Records from a data source:
—————
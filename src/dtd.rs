//! Document type definition collected from the internal and external subsets
//!
//! All tables keep the first declaration of a name, as XML requires for
//! entities and attribute definitions: a later declaration of the same name
//! is parsed and then ignored.

mod attribute;
mod content;

use std::collections::HashMap;

use crate::name::QName;

pub use self::attribute::{AttributeModel, AttributeType, DefaultMode};
pub use self::content::{
    ContentModel, ContentModelBuilder, ContentModelError, ContentParticle, Particle, Repeat,
};
pub(crate) use self::attribute::normalize;

/// A general (`&name;`) or parameter (`%name;`) entity.
#[derive(Clone, Debug, Default, PartialEq, Eq)]
pub struct Entity {
    pub(crate) name: String,
    pub(crate) public_id: Option<String>,
    pub(crate) system_id: Option<String>,
    pub(crate) value: Option<String>,
    pub(crate) notation: Option<String>,
    pub(crate) parameter: bool,
}

impl Entity {
    /// Creates an internal general entity with the given replacement text.
    pub fn internal<N: Into<String>, V: Into<String>>(name: N, value: V) -> Self {
        Self {
            name: name.into(),
            value: Some(value.into()),
            ..Self::default()
        }
    }

    /// Entity name, without the `%` of parameter entities.
    pub fn name(&self) -> &str {
        &self.name
    }

    /// Public identifier of an external entity.
    pub fn public_id(&self) -> Option<&str> {
        self.public_id.as_deref()
    }

    /// System identifier of an external entity.
    pub fn system_id(&self) -> Option<&str> {
        self.system_id.as_deref()
    }

    /// Replacement text of an internal entity, with character references
    /// and parameter entity references already expanded.
    pub fn value(&self) -> Option<&str> {
        self.value.as_deref()
    }

    /// Notation of an unparsed entity (`NDATA name`).
    pub fn notation(&self) -> Option<&str> {
        self.notation.as_deref()
    }

    /// Whether this is a parameter entity.
    pub fn is_parameter(&self) -> bool {
        self.parameter
    }

    /// Whether the replacement text lives in another resource.
    pub fn is_external(&self) -> bool {
        self.value.is_none()
    }

    /// Whether the entity is external and not XML (has an `NDATA` clause).
    pub fn is_unparsed(&self) -> bool {
        self.notation.is_some()
    }

    pub(crate) fn clear(&mut self) {
        self.name.clear();
        self.public_id = None;
        self.system_id = None;
        self.value = None;
        self.notation = None;
        self.parameter = false;
    }
}

/// A notation declared with `<!NOTATION ...>`.
#[derive(Clone, Debug, Default, PartialEq, Eq)]
pub struct Notation {
    pub(crate) name: String,
    pub(crate) public_id: Option<String>,
    pub(crate) system_id: Option<String>,
}

impl Notation {
    /// Notation name.
    pub fn name(&self) -> &str {
        &self.name
    }

    /// Public identifier.
    pub fn public_id(&self) -> Option<&str> {
        self.public_id.as_deref()
    }

    /// System identifier.
    pub fn system_id(&self) -> Option<&str> {
        self.system_id.as_deref()
    }
}

/// Declarations of a `<!DOCTYPE>`.
#[derive(Debug, Default)]
pub struct DocTypeDefinition {
    root: QName,
    public_id: Option<String>,
    system_id: Option<String>,
    /// Entities in declaration order
    entities: Vec<Entity>,
    general: HashMap<String, usize>,
    parameter: HashMap<String, usize>,
    notations: HashMap<String, Notation>,
    elements: HashMap<QName, ContentModel>,
    attributes: HashMap<QName, Vec<AttributeModel>>,
}

impl DocTypeDefinition {
    /// Creates an empty definition.
    pub fn new() -> Self {
        Self::default()
    }

    /// Name of the document element as given in the `<!DOCTYPE>`.
    pub fn root(&self) -> &QName {
        &self.root
    }

    /// Public identifier of the external subset.
    pub fn public_id(&self) -> Option<&str> {
        self.public_id.as_deref()
    }

    /// System identifier of the external subset.
    pub fn system_id(&self) -> Option<&str> {
        self.system_id.as_deref()
    }

    pub(crate) fn root_mut(&mut self) -> &mut QName {
        &mut self.root
    }

    pub(crate) fn set_external_id(&mut self, public_id: Option<String>, system_id: Option<String>) {
        self.public_id = public_id;
        self.system_id = system_id;
    }

    /// Adds an entity unless one with the same name and kind exists.
    /// Returns whether it was added.
    pub fn add_entity(&mut self, entity: Entity) -> bool {
        let index = if entity.parameter {
            &mut self.parameter
        } else {
            &mut self.general
        };
        if index.contains_key(&entity.name) {
            return false;
        }
        index.insert(entity.name.clone(), self.entities.len());
        self.entities.push(entity);
        true
    }

    /// Looks up a general entity.
    pub fn entity(&self, name: &str) -> Option<&Entity> {
        self.general.get(name).map(|&i| &self.entities[i])
    }

    /// Looks up a parameter entity.
    pub fn parameter_entity(&self, name: &str) -> Option<&Entity> {
        self.parameter.get(name).map(|&i| &self.entities[i])
    }

    /// Whether an entity of this name and kind is declared.
    pub fn has_entity(&self, name: &str, parameter: bool) -> bool {
        if parameter {
            self.parameter.contains_key(name)
        } else {
            self.general.contains_key(name)
        }
    }

    /// All entities in declaration order.
    pub fn entities(&self) -> impl Iterator<Item = &Entity> {
        self.entities.iter()
    }

    /// Adds a notation unless one with the same name exists.
    pub fn add_notation(&mut self, notation: Notation) -> bool {
        if self.notations.contains_key(&notation.name) {
            return false;
        }
        self.notations.insert(notation.name.clone(), notation);
        true
    }

    /// Looks up a notation.
    pub fn notation(&self, name: &str) -> Option<&Notation> {
        self.notations.get(name)
    }

    /// Content model of an element, `None` if it was never declared.
    pub fn element(&self, name: &str) -> Option<&ContentModel> {
        self.elements.get(name)
    }

    /// Whether an `<!ELEMENT>` declaration for `name` was seen.
    pub fn is_element_declared(&self, name: &str) -> bool {
        self.elements.get(name).map_or(false, ContentModel::is_declared)
    }

    /// Installs a content model. Returns `false` and keeps the existing one
    /// if the element is already declared.
    pub fn declare_element(&mut self, name: QName, model: ContentModel) -> bool {
        let slot = self.elements.entry(name).or_default();
        if slot.is_declared() {
            return false;
        }
        *slot = model;
        true
    }

    /// Whether `element` already has a definition for `attribute`.
    pub fn has_attribute(&self, element: &str, attribute: &str) -> bool {
        self.attribute(element, attribute).is_some()
    }

    /// Adds an attribute definition unless the element already has one with
    /// the same name.
    pub fn add_attribute(&mut self, element: &QName, model: AttributeModel) -> bool {
        if self.has_attribute(element.as_str(), model.name().as_str()) {
            return false;
        }
        match self.attributes.get_mut(element.as_str()) {
            Some(list) => list.push(model),
            None => {
                self.attributes.insert(element.clone(), vec![model]);
            }
        }
        true
    }

    /// Looks up one attribute definition.
    pub fn attribute(&self, element: &str, attribute: &str) -> Option<&AttributeModel> {
        self.attributes(element)
            .iter()
            .find(|a| a.name().as_str() == attribute)
    }

    /// All attribute definitions of an element in declaration order.
    pub fn attributes(&self, element: &str) -> &[AttributeModel] {
        self.attributes
            .get(element)
            .map(Vec::as_slice)
            .unwrap_or(&[])
    }

    /// Forgets every declaration.
    pub fn clear(&mut self) {
        self.root.clear();
        self.public_id = None;
        self.system_id = None;
        self.entities.clear();
        self.general.clear();
        self.parameter.clear();
        self.notations.clear();
        self.elements.clear();
        self.attributes.clear();
    }
}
—————
**What is required**
How many lines in these entries hold the string "impl"? Answer with the number alone.

**The answer**
4